Jonathan Cheung Wing-hong (, born 26 December 1981), native of Zhongshan, Guangdong, is a Hong Kong actor since 2001. He is currently contracted to TVB.

Career

In 2006, Johnathan Cheung joined TVB by Andy's recommendation and mostly played supporting roles. In 2012, he gained more attention from the audience with his supporting role in the drama Three Kingdoms RPG, starring alongside Kenneth Ma.

In 2016, Cheung gained recognition with his performance in the drama House of Spirits, winning the Favourite TVB Most Improved Male Artiste award at the 2016 TVB Star Awards Malaysia.
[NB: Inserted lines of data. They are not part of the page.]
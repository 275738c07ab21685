//! Protocol versions and discovery defaults

/// Wire schema version produced by this crate
pub const CURRENT_VERSION: &str = "1.0.0";

/// Versions whose result layout matches the current wire schema
pub const SUPPORTED_VERSIONS: &[&str] = &["0.3.0", "0.3.1", "0.4.0", "1.0.0"];

/// Conventional location of network configuration files
pub const DEFAULT_CONF_DIR: &str = "/etc/cni/net.d";

/// Extensions recognized when scanning a configuration directory
pub const DEFAULT_CONF_EXTENSIONS: &[&str] = &[".conf", ".conflist", ".json"];

/// Whether `version` is one this crate can translate results for
pub fn is_supported_version(version: &str) -> bool {
    SUPPORTED_VERSIONS.contains(&version)
}
//! Command-line interface for cnikit
//!
//! Uses clap with derive for type-safe CLI parsing

use clap::{CommandFactory, Parser, Subcommand};
use clap_complete::Shell;
use cnikit::constants::{DEFAULT_CONF_DIR, DEFAULT_CONF_EXTENSIONS};
use std::path::PathBuf;

/// cnikit - inspect CNI network configurations and results
#[derive(Parser)]
#[command(name = "cnikit")]
#[command(author, version, about, long_about = None)]
#[command(propagate_version = true)]
pub struct Cli {
    /// Directory holding network configuration files
    #[arg(short = 'd', long, env = "NETCONFPATH", default_value = DEFAULT_CONF_DIR)]
    pub conf_dir: PathBuf,

    /// Recognized config file extensions (repeatable)
    #[arg(short, long = "ext", default_values_t = default_extensions())]
    pub extensions: Vec<String>,

    /// Enable verbose output
    #[arg(short, long)]
    pub verbose: bool,

    #[command(subcommand)]
    pub command: Commands,
}

/// Available commands
#[derive(Subcommand)]
pub enum Commands {
    /// List configuration files in the config directory
    Files,

    /// Load a network by name from the config directory
    Load {
        /// Network name
        name: String,

        /// Print only a summary instead of the raw list
        #[arg(long)]
        summary: bool,
    },

    /// Parse a configuration file (list first, then single plugin)
    Show {
        /// Path to a .conf or .conflist file
        file: PathBuf,
    },

    /// Promote a single plugin file into a plugin list
    Promote {
        /// Path to a .conf file
        file: PathBuf,
    },

    /// Decode a plugin result and re-encode it in the current layout
    Result {
        /// Result file, or - for stdin
        #[arg(default_value = "-")]
        file: PathBuf,
    },

    /// Generate shell completion scripts
    Completion {
        /// Shell to generate completion for
        #[arg(value_enum)]
        shell: Shell,
    },
}

fn default_extensions() -> Vec<String> {
    DEFAULT_CONF_EXTENSIONS.iter().map(|s| s.to_string()).collect()
}

impl Cli {
    /// Parse CLI arguments
    pub fn parse_args() -> Self {
        Self::parse()
    }

    /// Generate shell completion scripts
    pub fn generate_completion(shell: Shell) {
        let mut cmd = Self::command();
        clap_complete::generate(shell, &mut cmd, "cnikit", &mut std::io::stdout());
    }
}
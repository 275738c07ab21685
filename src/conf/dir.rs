//! Configuration directory discovery
//!
//! Provides:
//! - Listing config files by extension, in file name order
//! - Finding a network by name across a directory of `.conf`/`.conflist` files

use crate::conf::{NetworkConfigList, conf_from_bytes, conflist_from_bytes};
use crate::error::{Error, NotFoundCause, Result};
use std::fmt;
use std::fs;
use std::io;
use std::path::{Path, PathBuf};
use tracing::{debug, warn};

/// Document shape a config file was recognized as
#[derive(Debug, Clone, Copy, PartialEq, Eq)]
pub enum ConfFormat {
    /// Plugin list
    List,
    /// Single plugin definition, promoted to a list
    Single,
}

impl fmt::Display for ConfFormat {
    fn fmt(&self, f: &mut fmt::Formatter<'_>) -> fmt::Result {
        match self {
            ConfFormat::List => write!(f, "conflist"),
            ConfFormat::Single => write!(f, "conf"),
        }
    }
}

type ConfParser = fn(&[u8]) -> Result<NetworkConfigList>;

/// Parsers tried against every candidate file, in order
const CONF_PARSERS: &[(ConfFormat, ConfParser)] = &[
    (ConfFormat::List, conflist_from_bytes),
    (ConfFormat::Single, promoted_from_bytes),
];

fn promoted_from_bytes(bytes: &[u8]) -> Result<NetworkConfigList> {
    conf_from_bytes(bytes)?.promote()
}

/// Try each known format until one parses
///
/// The error lists every attempt's diagnostic.
pub fn parse_any(bytes: &[u8]) -> std::result::Result<(ConfFormat, NetworkConfigList), String> {
    let mut failures = Vec::new();
    for (format, parser) in CONF_PARSERS {
        match parser(bytes) {
            Ok(list) => return Ok((*format, list)),
            Err(e) => failures.push(format!("as {}: {}", format, e)),
        }
    }
    Err(failures.join("; "))
}

/// List files in `dir` whose extension is in `extensions`, sorted by name
///
/// Extensions match with or without a leading dot. Subdirectories are
/// skipped. A directory that does not exist yields no files.
pub fn conf_files<S: AsRef<str>>(dir: &Path, extensions: &[S]) -> Result<Vec<PathBuf>> {
    let entries = match fs::read_dir(dir) {
        Ok(entries) => entries,
        Err(e) if e.kind() == io::ErrorKind::NotFound => return Ok(Vec::new()),
        Err(e) => return Err(e.into()),
    };

    let mut files = Vec::new();
    for entry in entries {
        let path = entry?.path();
        if path.is_dir() {
            continue;
        }
        let Some(ext) = path.extension().and_then(|e| e.to_str()) else {
            continue;
        };
        if extensions
            .iter()
            .any(|wanted| wanted.as_ref().trim_start_matches('.') == ext)
        {
            files.push(path);
        }
    }

    files.sort_by(|a, b| a.file_name().cmp(&b.file_name()));
    Ok(files)
}

/// Find the network called `name` in `dir`
///
/// Files are visited in name order; each is read as a plugin list first and
/// as a single plugin second. Files that parse as neither are skipped. The
/// first network whose name matches wins, so a single-plugin match comes
/// back promoted.
pub fn load_conf<S: AsRef<str>>(dir: &Path, name: &str, extensions: &[S]) -> Result<NetworkConfigList> {
    if name.is_empty() {
        return Err(Error::InvalidArgument("network name is empty".into()));
    }

    let files = conf_files(dir, extensions)?;
    if files.is_empty() {
        return Err(not_found(dir, name, NotFoundCause::NoConfigFiles));
    }

    let mut failures = Vec::new();
    let mut parsed = 0;
    for path in files {
        let bytes = match fs::read(&path) {
            Ok(bytes) => bytes,
            Err(e) => {
                warn!("Skipping {}: {}", path.display(), e);
                failures.push((path, e.to_string()));
                continue;
            }
        };

        match parse_any(&bytes) {
            Ok((format, list)) => {
                parsed += 1;
                if list.name() == name {
                    debug!("Found network {} in {} ({})", name, path.display(), format);
                    return Ok(list);
                }
            }
            Err(reason) => {
                warn!("Skipping {}: {}", path.display(), reason);
                failures.push((path, reason));
            }
        }
    }

    let cause = if parsed == 0 {
        NotFoundCause::AllUnparsable(failures)
    } else {
        NotFoundCause::NoMatch { parsed, failures }
    };
    Err(not_found(dir, name, cause))
}

fn not_found(dir: &Path, name: &str, cause: NotFoundCause) -> Error {
    Error::NotFound {
        name: name.to_string(),
        dir: dir.to_path_buf(),
        cause,
    }
}

#[cfg(test)]
mod tests {
    use super::*;
    use crate::constants::DEFAULT_CONF_EXTENSIONS;

    fn write(dir: &Path, file: &str, content: &str) {
        fs::write(dir.join(file), content).unwrap();
    }

    fn file_names(paths: &[PathBuf]) -> Vec<String> {
        paths
            .iter()
            .map(|p| p.file_name().unwrap().to_string_lossy().to_string())
            .collect()
    }

    #[test]
    fn test_conf_files_filters_and_sorts() {
        let dir = tempfile::tempdir().unwrap();
        write(dir.path(), "z.conflist", "{}");
        write(dir.path(), "y.txt", "{}");
        write(dir.path(), "x.conf", "{}");
        fs::create_dir(dir.path().join("sub.conf")).unwrap();

        let files = conf_files(dir.path(), &[".conf", ".conflist"]).unwrap();
        assert_eq!(file_names(&files), vec!["x.conf", "z.conflist"]);
    }

    #[test]
    fn test_conf_files_accepts_bare_extensions() {
        let dir = tempfile::tempdir().unwrap();
        write(dir.path(), "a.json", "{}");
        write(dir.path(), "b", "{}");

        let files = conf_files(dir.path(), &["json"]).unwrap();
        assert_eq!(file_names(&files), vec!["a.json"]);
    }

    #[test]
    fn test_conf_files_missing_dir() {
        let dir = tempfile::tempdir().unwrap();
        let files = conf_files(&dir.path().join("absent"), DEFAULT_CONF_EXTENSIONS).unwrap();
        assert!(files.is_empty());
    }

    #[test]
    fn test_load_conf_by_name() {
        let dir = tempfile::tempdir().unwrap();
        write(dir.path(), "a.conf", r#"{"cniVersion":"0.4.0","name":"foo","type":"bridge"}"#);
        write(
            dir.path(),
            "b.conflist",
            r#"{"cniVersion":"1.0.0","name":"bar","plugins":[{"type":"ptp"},{"type":"tuning"}]}"#,
        );

        let bar = load_conf(dir.path(), "bar", DEFAULT_CONF_EXTENSIONS).unwrap();
        assert_eq!(bar.name(), "bar");
        assert_eq!(bar.plugins().len(), 2);

        let foo = load_conf(dir.path(), "foo", DEFAULT_CONF_EXTENSIONS).unwrap();
        assert_eq!(foo.name(), "foo");
        assert_eq!(foo.cni_version(), Some("0.4.0"));
        assert_eq!(foo.plugins()[0].plugin_type(), "bridge");

        let err = load_conf(dir.path(), "baz", DEFAULT_CONF_EXTENSIONS).unwrap_err();
        match err {
            Error::NotFound { name, cause, .. } => {
                assert_eq!(name, "baz");
                assert_eq!(
                    cause,
                    NotFoundCause::NoMatch {
                        parsed: 2,
                        failures: Vec::new()
                    }
                );
            }
            other => panic!("unexpected error: {other}"),
        }
    }

    #[test]
    fn test_load_conf_first_file_wins() {
        let dir = tempfile::tempdir().unwrap();
        write(dir.path(), "20-second.conf", r#"{"name":"dup","type":"macvlan"}"#);
        write(dir.path(), "10-first.conf", r#"{"name":"dup","type":"ipvlan"}"#);

        let list = load_conf(dir.path(), "dup", DEFAULT_CONF_EXTENSIONS).unwrap();
        assert_eq!(list.plugins()[0].plugin_type(), "ipvlan");
    }

    #[test]
    fn test_load_conf_skips_broken_files() {
        let dir = tempfile::tempdir().unwrap();
        write(dir.path(), "00-broken.conf", "{ nope");
        write(dir.path(), "10-good.conf", r#"{"name":"good","type":"bridge"}"#);

        let list = load_conf(dir.path(), "good", DEFAULT_CONF_EXTENSIONS).unwrap();
        assert_eq!(list.name(), "good");
    }

    #[test]
    fn test_load_conf_no_match_keeps_skipped_diagnostics() {
        let dir = tempfile::tempdir().unwrap();
        write(dir.path(), "a.conf", "{ broken");
        write(dir.path(), "b.conf", r#"{"name":"x","type":"bridge"}"#);

        let err = load_conf(dir.path(), "y", DEFAULT_CONF_EXTENSIONS).unwrap_err();
        let message = err.to_string();
        match err {
            Error::NotFound {
                cause: NotFoundCause::NoMatch { parsed, failures },
                ..
            } => {
                assert_eq!(parsed, 1);
                assert_eq!(failures.len(), 1);
                assert!(failures[0].0.ends_with("a.conf"));
                assert!(failures[0].1.contains("as conf"));
            }
            other => panic!("unexpected error: {other}"),
        }
        assert!(message.contains("a.conf: as conflist"));
    }

    #[test]
    fn test_load_conf_empty_dir() {
        let dir = tempfile::tempdir().unwrap();
        write(dir.path(), "notes.txt", "hello");

        let err = load_conf(dir.path(), "foo", DEFAULT_CONF_EXTENSIONS).unwrap_err();
        assert!(matches!(
            err,
            Error::NotFound {
                cause: NotFoundCause::NoConfigFiles,
                ..
            }
        ));
    }

    #[test]
    fn test_load_conf_all_unparsable() {
        let dir = tempfile::tempdir().unwrap();
        write(dir.path(), "a.conf", "{ nope");
        write(dir.path(), "b.conflist", r#"{"name":"b"}"#);

        let err = load_conf(dir.path(), "foo", DEFAULT_CONF_EXTENSIONS).unwrap_err();
        match err {
            Error::NotFound {
                cause: NotFoundCause::AllUnparsable(failures),
                ..
            } => {
                assert_eq!(failures.len(), 2);
                assert!(failures[0].0.ends_with("a.conf"));
                assert!(failures[1].1.contains("as conflist"));
                assert!(failures[1].1.contains("as conf"));
            }
            other => panic!("unexpected error: {other}"),
        }
    }

    #[test]
    fn test_load_conf_rejects_empty_name() {
        let dir = tempfile::tempdir().unwrap();
        let err = load_conf(dir.path(), "", DEFAULT_CONF_EXTENSIONS).unwrap_err();
        assert!(matches!(err, Error::InvalidArgument(_)));
    }

    #[test]
    fn test_parse_any_prefers_list() {
        let (format, list) =
            parse_any(br#"{"name":"n","type":"bridge","plugins":[{"type":"ptp"}]}"#).unwrap();
        assert_eq!(format, ConfFormat::List);
        assert_eq!(list.plugins()[0].plugin_type(), "ptp");

        let (format, _) = parse_any(br#"{"name":"n","type":"bridge"}"#).unwrap();
        assert_eq!(format, ConfFormat::Single);
    }
}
He also earned his first Best Supporting Actor nomination and won the 
Most Improved Male Artiste award at the 2016 TVB Anniversary Awards.

In 2019, Cheung starred in the drama Our Unwinding Ethos as the second male lead for the first time. With his role in the drama The Man Who Kills Trouble, he garnered his first Best Actor nomination at the 2019 TVB Anniversary Awards.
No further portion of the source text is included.